### [Exercise data]
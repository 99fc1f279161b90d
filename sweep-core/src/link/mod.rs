//! Serial link lifecycle tracking.
//!
//! A [`Link`] never touches a device itself. It records what the host has
//! been asked to do and what it reported back, and it turns owner intents
//! into [`LinkRequest`]s that the host executes against the real port.

use alloc::string::String;
use core::fmt;
use core::time::Duration;

use crate::error::PortErrorKind;
use crate::time::MonoInstant;

/// Baud rate used by the radio command consoles.
pub const DEFAULT_BAUD_RATE: u32 = 115_200;
/// Number of attempts made to claim a device before giving up.
pub const DEFAULT_OPEN_ATTEMPTS: u8 = 3;
/// Delay between consecutive open attempts.
pub const DEFAULT_OPEN_BACKOFF: Duration = Duration::from_millis(500);

/// Lifecycle state of a serial link.
#[derive(Copy, Clone, Debug, Eq, PartialEq)]
pub enum LinkState {
    Closed,
    Opening,
    Open,
    Closing,
}

impl fmt::Display for LinkState {
    fn fmt(&self, f: &mut fmt::Formatter<'_>) -> fmt::Result {
        f.write_str(match self {
            LinkState::Closed => "closed",
            LinkState::Opening => "opening",
            LinkState::Open => "open",
            LinkState::Closing => "closing",
        })
    }
}

/// Level driven on the DTR control line.
#[derive(Copy, Clone, Debug, Eq, PartialEq)]
pub enum DtrLevel {
    Low,
    High,
}

impl DtrLevel {
    /// Returns the boolean passed to serial drivers (`true` asserts DTR).
    #[must_use]
    pub const fn is_high(self) -> bool {
        matches!(self, DtrLevel::High)
    }
}

/// Tunables for opening a link.
#[derive(Copy, Clone, Debug, Eq, PartialEq)]
pub struct LinkConfig {
    pub baud_rate: u32,
    pub open_attempts: u8,
    pub open_backoff: Duration,
}

impl Default for LinkConfig {
    fn default() -> Self {
        Self {
            baud_rate: DEFAULT_BAUD_RATE,
            open_attempts: DEFAULT_OPEN_ATTEMPTS,
            open_backoff: DEFAULT_OPEN_BACKOFF,
        }
    }
}

/// Operation the host must perform on the physical port.
#[derive(Clone, Debug, PartialEq, Eq)]
pub enum LinkRequest {
    Open { path: String, baud_rate: u32 },
    SetDtr(DtrLevel),
    Write(String),
    Close,
}

/// Result of reporting a failed open attempt.
#[derive(Copy, Clone, Debug, Eq, PartialEq)]
pub enum OpenFailure<TInstant> {
    /// Another attempt is scheduled at the given instant.
    Retry { at: TInstant, attempt: u8 },
    /// Every attempt failed; the link is closed again.
    GiveUp { attempts: u8 },
}

/// Owner-side view of one serial connection.
#[derive(Clone, Debug)]
pub struct Link<TInstant> {
    config: LinkConfig,
    path: Option<String>,
    state: LinkState,
    dtr: DtrLevel,
    attempts: u8,
    retry_at: Option<TInstant>,
}

impl<TInstant> Link<TInstant>
where
    TInstant: MonoInstant,
{
    #[must_use]
    pub const fn new(config: LinkConfig) -> Self {
        Self {
            config,
            path: None,
            state: LinkState::Closed,
            dtr: DtrLevel::High,
            attempts: 0,
            retry_at: None,
        }
    }

    pub const fn state(&self) -> LinkState {
        self.state
    }

    pub const fn dtr(&self) -> DtrLevel {
        self.dtr
    }

    pub fn path(&self) -> Option<&str> {
        self.path.as_deref()
    }

    pub const fn config(&self) -> &LinkConfig {
        &self.config
    }

    /// Returns `true` when writes and DTR changes are accepted.
    pub const fn is_open(&self) -> bool {
        matches!(self.state, LinkState::Open)
    }

    /// Starts claiming the device at `path`.
    ///
    /// Returns `Ok(None)` when an open for the same path is already in flight
    /// or complete.
    ///
    /// # Errors
    ///
    /// [`PortErrorKind::Busy`] while closing or while held for another path.
    pub fn open(&mut self, path: &str) -> Result<Option<LinkRequest>, PortErrorKind> {
        match self.state {
            LinkState::Closing => Err(PortErrorKind::Busy(self.state)),
            LinkState::Opening | LinkState::Open if self.path.as_deref() == Some(path) => Ok(None),
            LinkState::Opening | LinkState::Open => Err(PortErrorKind::Busy(self.state)),
            LinkState::Closed => {
                self.path = Some(String::from(path));
                self.state = LinkState::Opening;
                self.attempts = 1;
                self.retry_at = None;
                Ok(Some(self.open_request(path)))
            }
        }
    }

    /// Host confirmed the device is claimed.
    pub fn opened(&mut self) {
        if self.state == LinkState::Opening {
            self.state = LinkState::Open;
            self.attempts = 0;
            self.retry_at = None;
            self.dtr = DtrLevel::High;
        }
    }

    /// Host reported an open failure; schedules a retry or gives up.
    pub fn open_failed(&mut self, now: TInstant) -> OpenFailure<TInstant> {
        if self.state == LinkState::Opening && self.attempts < self.config.open_attempts {
            let at = now + self.config.open_backoff;
            self.retry_at = Some(at);
            OpenFailure::Retry {
                at,
                attempt: self.attempts,
            }
        } else {
            let attempts = self.attempts.max(1);
            self.state = LinkState::Closed;
            self.attempts = 0;
            self.retry_at = None;
            OpenFailure::GiveUp { attempts }
        }
    }

    /// Issues the next open attempt once the backoff elapsed.
    pub fn poll_retry(&mut self, now: TInstant) -> Option<LinkRequest> {
        let at = self.retry_at?;
        if self.state != LinkState::Opening || now < at {
            return None;
        }
        self.retry_at = None;
        self.attempts = self.attempts.saturating_add(1);
        let path = self.path.clone()?;
        Some(self.open_request(&path))
    }

    /// Pending open retry deadline, if any.
    pub const fn next_deadline(&self) -> Option<TInstant> {
        self.retry_at
    }

    /// Wraps a newline-terminated command for transmission.
    ///
    /// # Errors
    ///
    /// [`PortErrorKind::Busy`] unless the link is open.
    pub fn write(&self, text: &str) -> Result<LinkRequest, PortErrorKind> {
        if !self.is_open() {
            return Err(PortErrorKind::Busy(self.state));
        }
        Ok(LinkRequest::Write(String::from(text)))
    }

    /// Drives DTR to the requested level.
    ///
    /// # Errors
    ///
    /// [`PortErrorKind::Busy`] unless the link is open.
    pub fn set_dtr(&mut self, level: DtrLevel) -> Result<LinkRequest, PortErrorKind> {
        if !self.is_open() {
            return Err(PortErrorKind::Busy(self.state));
        }
        self.dtr = level;
        Ok(LinkRequest::SetDtr(level))
    }

    /// Releases the device. Closing a closed or closing link is a no-op.
    pub fn close(&mut self) -> Option<LinkRequest> {
        match self.state {
            LinkState::Closed | LinkState::Closing => None,
            LinkState::Opening | LinkState::Open => {
                self.state = LinkState::Closing;
                self.retry_at = None;
                Some(LinkRequest::Close)
            }
        }
    }

    /// Host confirmed the device is released.
    pub fn closed(&mut self) {
        self.state = LinkState::Closed;
        self.attempts = 0;
        self.retry_at = None;
    }

    /// Device vanished. Returns `true` when the link was held at the time.
    pub fn lost(&mut self) -> bool {
        let was_held = self.state != LinkState::Closed;
        self.closed();
        was_held
    }

    fn open_request(&self, path: &str) -> LinkRequest {
        LinkRequest::Open {
            path: String::from(path),
            baud_rate: self.config.baud_rate,
        }
    }
}

#[cfg(test)]
mod tests {
    use super::*;

    #[derive(Copy, Clone, Debug, Default, Eq, PartialEq, Ord, PartialOrd)]
    struct MicrosInstant(u64);

    impl core::ops::Add<Duration> for MicrosInstant {
        type Output = Self;

        fn add(self, rhs: Duration) -> Self::Output {
            Self(self.0 + rhs.as_micros() as u64)
        }
    }

    impl MonoInstant for MicrosInstant {
        fn saturating_duration_since(&self, earlier: Self) -> Duration {
            Duration::from_micros(self.0.saturating_sub(earlier.0))
        }
    }

    fn link() -> Link<MicrosInstant> {
        Link::new(LinkConfig::default())
    }

    #[test]
    fn open_emits_request_with_fixed_baud() {
        let mut link = link();
        let request = link.open("/dev/ttyACM0").expect("open accepted");
        assert_eq!(
            request,
            Some(LinkRequest::Open {
                path: "/dev/ttyACM0".into(),
                baud_rate: 115_200,
            })
        );
        assert_eq!(link.state(), LinkState::Opening);

        link.opened();
        assert!(link.is_open());
        assert_eq!(link.open("/dev/ttyACM0"), Ok(None));
    }

    #[test]
    fn open_retries_with_backoff_then_gives_up() {
        let mut link = link();
        link.open("/dev/ttyACM1").expect("open accepted");

        let start = MicrosInstant(0);
        let first = link.open_failed(start);
        let retry_at = start + DEFAULT_OPEN_BACKOFF;
        assert_eq!(first, OpenFailure::Retry { at: retry_at, attempt: 1 });
        assert_eq!(link.next_deadline(), Some(retry_at));

        assert!(link.poll_retry(MicrosInstant(1)).is_none());
        assert!(matches!(
            link.poll_retry(retry_at),
            Some(LinkRequest::Open { .. })
        ));

        assert!(matches!(link.open_failed(retry_at), OpenFailure::Retry { attempt: 2, .. }));
        link.poll_retry(retry_at + DEFAULT_OPEN_BACKOFF);

        assert_eq!(
            link.open_failed(retry_at + DEFAULT_OPEN_BACKOFF),
            OpenFailure::GiveUp { attempts: 3 }
        );
        assert_eq!(link.state(), LinkState::Closed);
        assert!(link.next_deadline().is_none());
    }

    #[test]
    fn close_is_idempotent() {
        let mut link = link();
        assert!(link.close().is_none());

        link.open("/dev/ttyACM0").expect("open accepted");
        link.opened();
        assert_eq!(link.close(), Some(LinkRequest::Close));
        assert!(link.close().is_none());
        link.closed();
        assert!(link.close().is_none());
    }

    #[test]
    fn closing_link_rejects_writes_and_opens() {
        let mut link = link();
        link.open("/dev/ttyACM0").expect("open accepted");
        link.opened();
        link.close();

        assert_eq!(
            link.write("dect perf stop\n"),
            Err(PortErrorKind::Busy(LinkState::Closing))
        );
        assert_eq!(
            link.set_dtr(DtrLevel::Low),
            Err(PortErrorKind::Busy(LinkState::Closing))
        );
        assert_eq!(
            link.open("/dev/ttyACM0"),
            Err(PortErrorKind::Busy(LinkState::Closing))
        );
    }

    #[test]
    fn dtr_level_tracks_requests() {
        let mut link = link();
        link.open("/dev/ttyACM0").expect("open accepted");
        link.opened();
        assert_eq!(
            link.set_dtr(DtrLevel::Low),
            Ok(LinkRequest::SetDtr(DtrLevel::Low))
        );
        assert_eq!(link.dtr(), DtrLevel::Low);
    }

    #[test]
    fn lost_reports_whether_link_was_held() {
        let mut link = link();
        assert!(!link.lost());
        link.open("/dev/ttyACM0").expect("open accepted");
        assert!(link.lost());
        assert_eq!(link.state(), LinkState::Closed);
    }
}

### [Your assignment]
Sift the material for lines with the string "MonoInstant". Copy each one found.

### [Task output]
use crate::time::MonoInstant;
    TInstant: MonoInstant,
    impl MonoInstant for MicrosInstant {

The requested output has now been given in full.